■ **Problem**: Gather every line of the entries that includes the word "must".

■ **Data records**:
=====

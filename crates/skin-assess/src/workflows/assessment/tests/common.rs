use std::collections::{BTreeMap, BTreeSet};
use std::sync::atomic::{AtomicUsize, Ordering};
use std::sync::Arc;
use std::time::Duration;

use axum::response::Response;
use serde_json::Value;

use crate::workflows::assessment::domain::{
    AgeInput, AnswerRecord, AssessmentResult, ClinicalMetric, ClinicalMetrics, Finding,
    MetricCategory, PeriodStatus, SleepQuality, StressLevel, SunExposure,
};
use crate::workflows::assessment::questionnaire::ImageReference;
use crate::workflows::assessment::remote::{AnalysisClient, AnalysisRequest, RemoteFailure};
use crate::workflows::assessment::store::{
    MemorySessionStore, SessionId, SessionStore, StoreError, StoreKey,
};
use crate::workflows::assessment::AssessmentOrchestrator;

pub(super) const IMAGE: &str = "data:image/jpeg;base64,/9j/4AAQSkZJRg";

pub(super) fn session() -> SessionId {
    SessionId("sess-test".to_string())
}

pub(super) fn image() -> ImageReference {
    ImageReference::parse(IMAGE).expect("valid image reference")
}

/// Scenario 1 answers: every accelerating factor present.
pub(super) fn stressed_answers() -> AnswerRecord {
    AnswerRecord {
        age: AgeInput::Years(42),
        sleep_quality: SleepQuality::Poor,
        stress_level: StressLevel::High,
        period_status: PeriodStatus::Irregular,
        skincare_routine: BTreeSet::from(["Basic cleanser and moisturizer".to_string()]),
        sun_exposure: Some(SunExposure::High),
        hormone_status: None,
    }
}

pub(super) fn remote_result() -> AssessmentResult {
    AssessmentResult {
        assessment_confidence: 0.92,
        chronological_age: 42,
        assessed_skin_age: 47,
        aging_acceleration: 5,
        primary_concern: "periorbital_volume_loss".to_string(),
        clinical_metrics: ClinicalMetrics {
            volume_integrity: ClinicalMetric {
                score: 6.4,
                category: MetricCategory::Monitor,
                description: "Midface volume mildly reduced".to_string(),
            },
            dermal_density: ClinicalMetric {
                score: 7.8,
                category: MetricCategory::Normal,
                description: "Firmness within age norms".to_string(),
            },
            additional: BTreeMap::new(),
        },
        findings: vec![Finding {
            area: "periorbital_region".to_string(),
            observation: "Hollowing beneath both eyes".to_string(),
            lifestyle_factor: "Poor sleep".to_string(),
            biological_factor: "Fat pad descent".to_string(),
        }],
        recommendations: vec!["Nightly retinoid".to_string()],
        enhanced_image_url: None,
        error_info: None,
    }
}

/// How a [`ScriptedClient`] answers every call.
pub(super) enum Script {
    Succeed(AssessmentResult),
    FailStatus(u16),
    Delay(Duration, AssessmentResult),
}

pub(super) struct ScriptedClient {
    script: Script,
    calls: AtomicUsize,
}

impl ScriptedClient {
    pub(super) fn new(script: Script) -> Self {
        Self {
            script,
            calls: AtomicUsize::new(0),
        }
    }

    pub(super) fn calls(&self) -> usize {
        self.calls.load(Ordering::SeqCst)
    }
}

impl AnalysisClient for ScriptedClient {
    async fn invoke(&self, _request: &AnalysisRequest) -> Result<AssessmentResult, RemoteFailure> {
        self.calls.fetch_add(1, Ordering::SeqCst);
        match &self.script {
            Script::Succeed(result) => Ok(result.clone()),
            Script::FailStatus(status) => Err(RemoteFailure::Status {
                status: *status,
                body: "edge function crashed".to_string(),
            }),
            Script::Delay(delay, result) => {
                tokio::time::sleep(*delay).await;
                Ok(result.clone())
            }
        }
    }
}

/// A store whose backend is gone.
pub(super) struct UnavailableStore;

impl SessionStore for UnavailableStore {
    fn put(&self, _session: &SessionId, _key: StoreKey, _value: String) -> Result<(), StoreError> {
        Err(StoreError::Unavailable("storage quota exceeded".to_string()))
    }

    fn get(&self, _session: &SessionId, _key: StoreKey) -> Result<Option<String>, StoreError> {
        Err(StoreError::Unavailable("storage quota exceeded".to_string()))
    }

    fn clear(&self, _session: &SessionId) -> Result<(), StoreError> {
        Err(StoreError::Unavailable("storage quota exceeded".to_string()))
    }
}

pub(super) fn orchestrator(
    script: Script,
) -> (
    Arc<AssessmentOrchestrator<ScriptedClient, MemorySessionStore>>,
    Arc<ScriptedClient>,
) {
    orchestrator_with_timeout(script, Duration::from_secs(5))
}

pub(super) fn orchestrator_with_timeout(
    script: Script,
    timeout: Duration,
) -> (
    Arc<AssessmentOrchestrator<ScriptedClient, MemorySessionStore>>,
    Arc<ScriptedClient>,
) {
    let client = Arc::new(ScriptedClient::new(script));
    let store = Arc::new(MemorySessionStore::default());
    let orchestrator = Arc::new(AssessmentOrchestrator::new(
        Arc::clone(&client),
        store,
        timeout,
    ));
    (orchestrator, client)
}

pub(super) async fn read_json_body(response: Response) -> Value {
    let body = axum::body::to_bytes(response.into_body(), 64 * 1024)
        .await
        .expect("read body");
    serde_json::from_slice(&body).expect("json payload")
}
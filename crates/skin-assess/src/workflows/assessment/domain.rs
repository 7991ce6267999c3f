use std::collections::{BTreeMap, BTreeSet};

use serde::{Deserialize, Serialize};
use serde_json::Value;

pub const GENERAL_WELLNESS: &str = "general_wellness";
pub const PHOTOAGING_PREVENTION: &str = "photoaging_prevention";
pub const STRESS_MANAGEMENT: &str = "stress_management";

/// `error_info.type` attached whenever the fallback scorer stood in for the remote analysis.
pub const REMOTE_FAILURE: &str = "remote_failure";

/// Lowest confidence a successful remote analysis is expected to report.
pub const NOMINAL_REMOTE_CONFIDENCE: f64 = 0.7;

#[derive(Debug, Clone, Copy, PartialEq, Eq, Hash, PartialOrd, Ord, Serialize, Deserialize)]
#[serde(rename_all = "snake_case")]
pub enum SleepQuality {
    Excellent,
    Good,
    Fair,
    Poor,
}

impl SleepQuality {
    pub const ALL: [SleepQuality; 4] = [Self::Excellent, Self::Good, Self::Fair, Self::Poor];

    pub fn label(&self) -> &'static str {
        match self {
            Self::Excellent => "excellent",
            Self::Good => "good",
            Self::Fair => "fair",
            Self::Poor => "poor",
        }
    }
}

#[derive(Debug, Clone, Copy, PartialEq, Eq, Hash, PartialOrd, Ord, Serialize, Deserialize)]
#[serde(rename_all = "snake_case")]
pub enum StressLevel {
    Low,
    Moderate,
    High,
}

impl StressLevel {
    pub const ALL: [StressLevel; 3] = [Self::Low, Self::Moderate, Self::High];

    pub fn label(&self) -> &'static str {
        match self {
            Self::Low => "low",
            Self::Moderate => "moderate",
            Self::High => "high",
        }
    }
}

#[derive(Debug, Clone, Copy, PartialEq, Eq, Hash, PartialOrd, Ord, Serialize, Deserialize)]
#[serde(rename_all = "snake_case")]
pub enum PeriodStatus {
    Regular,
    Irregular,
    Stopped,
    Hrt,
}

impl PeriodStatus {
    pub const ALL: [PeriodStatus; 4] = [Self::Regular, Self::Irregular, Self::Stopped, Self::Hrt];

    pub fn label(&self) -> &'static str {
        match self {
            Self::Regular => "regular",
            Self::Irregular => "irregular",
            Self::Stopped => "stopped",
            Self::Hrt => "hrt",
        }
    }
}

#[derive(Debug, Clone, Copy, PartialEq, Eq, Hash, PartialOrd, Ord, Serialize, Deserialize)]
#[serde(rename_all = "snake_case")]
pub enum SunExposure {
    Low,
    Moderate,
    High,
}

impl SunExposure {
    pub const ALL: [SunExposure; 3] = [Self::Low, Self::Moderate, Self::High];

    pub fn label(&self) -> &'static str {
        match self {
            Self::Low => "low",
            Self::Moderate => "moderate",
            Self::High => "high",
        }
    }
}

/// Age as entered: a plain number of years, or an age-range token from the older flow.
#[derive(Debug, Clone, PartialEq, Eq, Serialize, Deserialize)]
#[serde(untagged)]
pub enum AgeInput {
    Years(u32),
    Range(String),
}

impl AgeInput {
    /// Whole years, taking the lower bound of a `41-45` style range.
    pub fn years(&self) -> Option<u32> {
        match self {
            AgeInput::Years(0) => None,
            AgeInput::Years(years) => Some(*years),
            AgeInput::Range(token) => token
                .split('-')
                .next()
                .and_then(|lower| lower.trim().parse::<u32>().ok())
                .filter(|years| *years > 0),
        }
    }
}

/// Questionnaire answers for one session. Built once by the collector and never mutated.
#[derive(Debug, Clone, PartialEq, Eq, Serialize, Deserialize)]
#[serde(rename_all = "camelCase")]
pub struct AnswerRecord {
    pub age: AgeInput,
    pub sleep_quality: SleepQuality,
    pub stress_level: StressLevel,
    pub period_status: PeriodStatus,
    #[serde(default)]
    pub skincare_routine: BTreeSet<String>,
    #[serde(default, skip_serializing_if = "Option::is_none")]
    pub sun_exposure: Option<SunExposure>,
    #[serde(default, skip_serializing_if = "Option::is_none")]
    pub hormone_status: Option<String>,
}

#[derive(Debug, Clone, Copy, PartialEq, Eq, Serialize, Deserialize)]
#[serde(rename_all = "snake_case")]
pub enum MetricCategory {
    Normal,
    Monitor,
    Concern,
}

impl MetricCategory {
    pub fn label(&self) -> &'static str {
        match self {
            Self::Normal => "normal",
            Self::Monitor => "monitor",
            Self::Concern => "concern",
        }
    }
}

#[derive(Debug, Clone, PartialEq, Serialize, Deserialize)]
pub struct ClinicalMetric {
    pub score: f64,
    pub category: MetricCategory,
    pub description: String,
}

/// The two metrics every page reads, plus whatever else the remote chose to report.
#[derive(Debug, Clone, PartialEq, Serialize, Deserialize)]
pub struct ClinicalMetrics {
    pub volume_integrity: ClinicalMetric,
    pub dermal_density: ClinicalMetric,
    #[serde(flatten)]
    pub additional: BTreeMap<String, Value>,
}

#[derive(Debug, Clone, PartialEq, Eq, Serialize, Deserialize)]
pub struct Finding {
    pub area: String,
    pub observation: String,
    pub lifestyle_factor: String,
    pub biological_factor: String,
}

#[derive(Debug, Clone, PartialEq, Eq, Serialize, Deserialize)]
pub struct ErrorInfo {
    pub message: String,
    #[serde(rename = "type")]
    pub kind: String,
    pub fallback_used: bool,
}

impl ErrorInfo {
    pub fn remote_failure(message: impl Into<String>) -> Self {
        Self {
            message: message.into(),
            kind: REMOTE_FAILURE.to_string(),
            fallback_used: true,
        }
    }
}

/// The assessment every funnel page renders, whichever producer built it.
#[derive(Debug, Clone, PartialEq, Serialize, Deserialize)]
pub struct AssessmentResult {
    pub assessment_confidence: f64,
    pub chronological_age: i32,
    pub assessed_skin_age: i32,
    pub aging_acceleration: i32,
    pub primary_concern: String,
    pub clinical_metrics: ClinicalMetrics,
    pub findings: Vec<Finding>,
    pub recommendations: Vec<String>,
    #[serde(default)]
    pub enhanced_image_url: Option<String>,
    #[serde(default, skip_serializing_if = "Option::is_none")]
    pub error_info: Option<ErrorInfo>,
}

impl AssessmentResult {
    pub fn fallback_used(&self) -> bool {
        self.error_info
            .as_ref()
            .map(|info| info.fallback_used)
            .unwrap_or(false)
    }
}
use crate::cli::ServeArgs;
use crate::infra::{spawn_session_sweeper, AppState};
use crate::routes::with_assessment_routes;
use axum::Extension;
use axum_prometheus::PrometheusMetricLayer;
use skin_assess::config::AppConfig;
use skin_assess::error::AppError;
use skin_assess::telemetry;
use skin_assess::workflows::assessment::{
    AssessmentOrchestrator, ConfiguredClient, MemorySessionStore,
};
use std::sync::atomic::Ordering;
use std::sync::Arc;
use tracing::info;

pub(crate) async fn run(mut args: ServeArgs) -> Result<(), AppError> {
    let mut config = AppConfig::load()?;

    if let Some(host) = args.host.take() {
        config.server.host = host;
    }
    if let Some(port) = args.port.take() {
        config.server.port = port;
    }

    telemetry::init(&config.telemetry)?;

    let (prometheus_layer, prometheus_handle) = PrometheusMetricLayer::pair();
    let readiness_flag = Arc::new(std::sync::atomic::AtomicBool::new(false));
    let app_state = AppState {
        readiness: readiness_flag.clone(),
        metrics: Arc::new(prometheus_handle),
    };

    let client = Arc::new(ConfiguredClient::from_config(&config.analysis)?);
    info!(
        mode = ?config.analysis.mode,
        endpoint = client.endpoint(),
        timeout_secs = config.analysis.timeout_secs,
        "analysis client configured"
    );

    let store = Arc::new(MemorySessionStore::new(
        config.funnel.session_idle_timeout(),
    ));
    spawn_session_sweeper(Arc::clone(&store));

    let orchestrator = Arc::new(AssessmentOrchestrator::new(
        client,
        store,
        config.analysis.timeout(),
    ));

    let app = with_assessment_routes(orchestrator, config.funnel.sales_page_url.clone())
        .layer(Extension(app_state))
        .layer(prometheus_layer);

    let addr = config.server.socket_addr()?;
    let listener = tokio::net::TcpListener::bind(addr).await?;
    readiness_flag.store(true, Ordering::Release);

    info!(?config.environment, %addr, "skin assessment funnel ready");

    axum::serve(listener, app).await?;
    Ok(())
}
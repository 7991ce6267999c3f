use std::fs::File;
use std::io::Read;
use std::path::Path;

use serde::{Deserialize, Deserializer};

use super::domain::AnswerRecord;
use super::questionnaire::{QuestionnaireSubmission, RawAge, ValidationError};

/// Reads exported questionnaire rows so they can be scored offline.
pub struct QuestionnaireImporter;

#[derive(Debug, thiserror::Error)]
pub enum ImportError {
    #[error("failed to open {path}: {source}")]
    Open {
        path: String,
        #[source]
        source: std::io::Error,
    },
    #[error("malformed CSV: {0}")]
    Csv(#[from] csv::Error),
    #[error("row {row}: {source}")]
    Row {
        row: usize,
        #[source]
        source: ValidationError,
    },
}

impl QuestionnaireImporter {
    pub fn from_path(path: impl AsRef<Path>) -> Result<Vec<AnswerRecord>, ImportError> {
        let path = path.as_ref();
        let file = File::open(path).map_err(|source| ImportError::Open {
            path: path.display().to_string(),
            source,
        })?;
        Self::from_reader(file)
    }

    /// Rows are numbered from 1, not counting the header.
    pub fn from_reader<R: Read>(reader: R) -> Result<Vec<AnswerRecord>, ImportError> {
        let mut csv_reader = csv::ReaderBuilder::new()
            .trim(csv::Trim::All)
            .from_reader(reader);
        let mut records = Vec::new();

        for (index, row) in csv_reader.deserialize::<QuestionnaireRow>().enumerate() {
            let answers = row?
                .into_submission()
                .into_answers()
                .map_err(|source| ImportError::Row {
                    row: index + 1,
                    source,
                })?;
            records.push(answers);
        }

        Ok(records)
    }
}

#[derive(Debug, Deserialize)]
struct QuestionnaireRow {
    #[serde(default, deserialize_with = "empty_string_as_none")]
    age: Option<String>,
    #[serde(rename = "sleepQuality", default, deserialize_with = "empty_string_as_none")]
    sleep_quality: Option<String>,
    #[serde(rename = "stressLevel", default, deserialize_with = "empty_string_as_none")]
    stress_level: Option<String>,
    #[serde(rename = "periodStatus", default, deserialize_with = "empty_string_as_none")]
    period_status: Option<String>,
    #[serde(rename = "skincareRoutine", default, deserialize_with = "empty_string_as_none")]
    skincare_routine: Option<String>,
    #[serde(rename = "sunExposure", default, deserialize_with = "empty_string_as_none")]
    sun_exposure: Option<String>,
    #[serde(rename = "hormoneStatus", default, deserialize_with = "empty_string_as_none")]
    hormone_status: Option<String>,
}

impl QuestionnaireRow {
    fn into_submission(self) -> QuestionnaireSubmission {
        QuestionnaireSubmission {
            age: self.age.map(RawAge::Text),
            sleep_quality: self.sleep_quality,
            stress_level: self.stress_level,
            period_status: self.period_status,
            skincare_routine: self
                .skincare_routine
                .map(|routine| routine.split(';').map(str::to_string).collect())
                .unwrap_or_default(),
            sun_exposure: self.sun_exposure,
            hormone_status: self.hormone_status,
        }
    }
}

fn empty_string_as_none<'de, D>(deserializer: D) -> Result<Option<String>, D::Error>
where
    D: Deserializer<'de>,
{
    let opt = Option::<String>::deserialize(deserializer)?;
    Ok(opt.filter(|value| !value.trim().is_empty()))
}
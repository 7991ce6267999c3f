use std::collections::BTreeSet;

use serde::{Deserialize, Serialize};

use super::domain::{AgeInput, AnswerRecord, PeriodStatus, SleepQuality, StressLevel, SunExposure};

/// Raw form payload as the questionnaire widget posts it. Every field may be blank.
#[derive(Debug, Clone, Default, PartialEq, Serialize, Deserialize)]
#[serde(rename_all = "camelCase")]
pub struct QuestionnaireSubmission {
    #[serde(default)]
    pub age: Option<RawAge>,
    #[serde(default)]
    pub sleep_quality: Option<String>,
    #[serde(default)]
    pub stress_level: Option<String>,
    #[serde(default)]
    pub period_status: Option<String>,
    #[serde(default)]
    pub skincare_routine: Vec<String>,
    #[serde(default)]
    pub sun_exposure: Option<String>,
    #[serde(default)]
    pub hormone_status: Option<String>,
}

#[derive(Debug, Clone, PartialEq, Serialize, Deserialize)]
#[serde(untagged)]
pub enum RawAge {
    Number(i64),
    Text(String),
}

#[derive(Debug, Clone, PartialEq, Eq, thiserror::Error)]
pub enum ValidationError {
    #[error("{0} is required")]
    MissingField(&'static str),
    #[error("'{value}' is not a valid choice for {field}")]
    InvalidChoice { field: &'static str, value: String },
    #[error("age must be a positive whole number or a range like 41-45 (got '{0}')")]
    InvalidAge(String),
    #[error("image reference must be an image data URI or an http(s) URL ({0})")]
    InvalidImage(String),
}

impl ValidationError {
    pub fn field(&self) -> &'static str {
        match self {
            ValidationError::MissingField(field) => *field,
            ValidationError::InvalidChoice { field, .. } => *field,
            ValidationError::InvalidAge(_) => "age",
            ValidationError::InvalidImage(_) => "imageUrl",
        }
    }
}

impl QuestionnaireSubmission {
    /// Check every required answer and build the immutable record handed to the orchestrator.
    pub fn into_answers(self) -> Result<AnswerRecord, ValidationError> {
        let age = parse_age(self.age)?;
        let sleep_quality = required("sleepQuality", self.sleep_quality, parse_sleep)?;
        let stress_level = required("stressLevel", self.stress_level, parse_stress)?;
        let period_status = required("periodStatus", self.period_status, parse_period)?;
        let sun_exposure = optional("sunExposure", self.sun_exposure, parse_sun)?;

        let skincare_routine: BTreeSet<String> = self
            .skincare_routine
            .into_iter()
            .map(|label| label.trim().to_string())
            .filter(|label| !label.is_empty())
            .collect();

        let hormone_status = self
            .hormone_status
            .map(|status| status.trim().to_string())
            .filter(|status| !status.is_empty());

        Ok(AnswerRecord {
            age,
            sleep_quality,
            stress_level,
            period_status,
            skincare_routine,
            sun_exposure,
            hormone_status,
        })
    }
}

fn blank_to_none(value: Option<String>) -> Option<String> {
    value
        .map(|raw| raw.trim().to_ascii_lowercase())
        .filter(|raw| !raw.is_empty())
}

fn required<T>(
    field: &'static str,
    value: Option<String>,
    parse: fn(&str) -> Option<T>,
) -> Result<T, ValidationError> {
    optional(field, value, parse)?.ok_or(ValidationError::MissingField(field))
}

fn optional<T>(
    field: &'static str,
    value: Option<String>,
    parse: fn(&str) -> Option<T>,
) -> Result<Option<T>, ValidationError> {
    match blank_to_none(value) {
        None => Ok(None),
        Some(raw) => parse(&raw)
            .map(Some)
            .ok_or(ValidationError::InvalidChoice { field, value: raw }),
    }
}

fn parse_age(raw: Option<RawAge>) -> Result<AgeInput, ValidationError> {
    match raw {
        None => Err(ValidationError::MissingField("age")),
        Some(RawAge::Number(years)) => u32::try_from(years)
            .ok()
            .filter(|years| *years > 0)
            .map(AgeInput::Years)
            .ok_or_else(|| ValidationError::InvalidAge(years.to_string())),
        Some(RawAge::Text(text)) => {
            let text = text.trim();
            if text.is_empty() {
                return Err(ValidationError::MissingField("age"));
            }
            if let Ok(years) = text.parse::<u32>() {
                return match years {
                    0 => Err(ValidationError::InvalidAge(text.to_string())),
                    years => Ok(AgeInput::Years(years)),
                };
            }
            let range = AgeInput::Range(text.to_string());
            match range.years() {
                Some(_) => Ok(range),
                None => Err(ValidationError::InvalidAge(text.to_string())),
            }
        }
    }
}

fn parse_sleep(raw: &str) -> Option<SleepQuality> {
    SleepQuality::ALL.into_iter().find(|v| v.label() == raw)
}

fn parse_stress(raw: &str) -> Option<StressLevel> {
    StressLevel::ALL.into_iter().find(|v| v.label() == raw)
}

fn parse_period(raw: &str) -> Option<PeriodStatus> {
    PeriodStatus::ALL.into_iter().find(|v| v.label() == raw)
}

fn parse_sun(raw: &str) -> Option<SunExposure> {
    SunExposure::ALL.into_iter().find(|v| v.label() == raw)
}

/// Photo reference accepted by the analysis request: inline image data or a reachable URL.
#[derive(Debug, Clone, PartialEq, Eq)]
pub struct ImageReference(String);

impl ImageReference {
    pub fn parse(raw: &str) -> Result<Self, ValidationError> {
        let raw = raw.trim();
        if raw.is_empty() {
            return Err(ValidationError::MissingField("imageUrl"));
        }

        if let Some(rest) = raw.strip_prefix("data:") {
            let (media_type, payload) = rest
                .split_once(',')
                .ok_or_else(|| ValidationError::InvalidImage("data URI has no payload".into()))?;
            let essence = media_type.split(';').next().unwrap_or_default();
            let media = essence.parse::<mime::Mime>().map_err(|_| {
                ValidationError::InvalidImage(format!("unknown media type '{essence}'"))
            })?;
            if media.type_() != mime::IMAGE {
                return Err(ValidationError::InvalidImage(format!(
                    "'{media}' is not an image"
                )));
            }
            if payload.is_empty() {
                return Err(ValidationError::InvalidImage("data URI payload is empty".into()));
            }
            return Ok(Self(raw.to_string()));
        }

        let path = raw
            .strip_prefix("https://")
            .or_else(|| raw.strip_prefix("http://"))
            .ok_or_else(|| ValidationError::InvalidImage("unsupported scheme".into()))?;
        let path = path.split(['?', '#']).next().unwrap_or_default();
        if let Some((_, resource)) = path.split_once('/') {
            if let Some(guess) = mime_guess::from_path(resource).first() {
                if guess.type_() != mime::IMAGE {
                    return Err(ValidationError::InvalidImage(format!(
                        "'{guess}' is not an image"
                    )));
                }
            }
        }
        Ok(Self(raw.to_string()))
    }

    pub fn as_str(&self) -> &str {
        &self.0
    }

    pub fn into_inner(self) -> String {
        self.0
    }
}
use skin_assess_api::run;

#[tokio::main]
async fn main() {
    if let Err(err) = run().await {
        eprintln!("application error: {err}");
        std::process::exit(1);
    }
}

=====

■ **Worked solution**:
    #[error("age must be a positive whole number or a range like 41-45 (got '{0}')")]
    #[error("image reference must be an image data URI or an http(s) URL ({0})")]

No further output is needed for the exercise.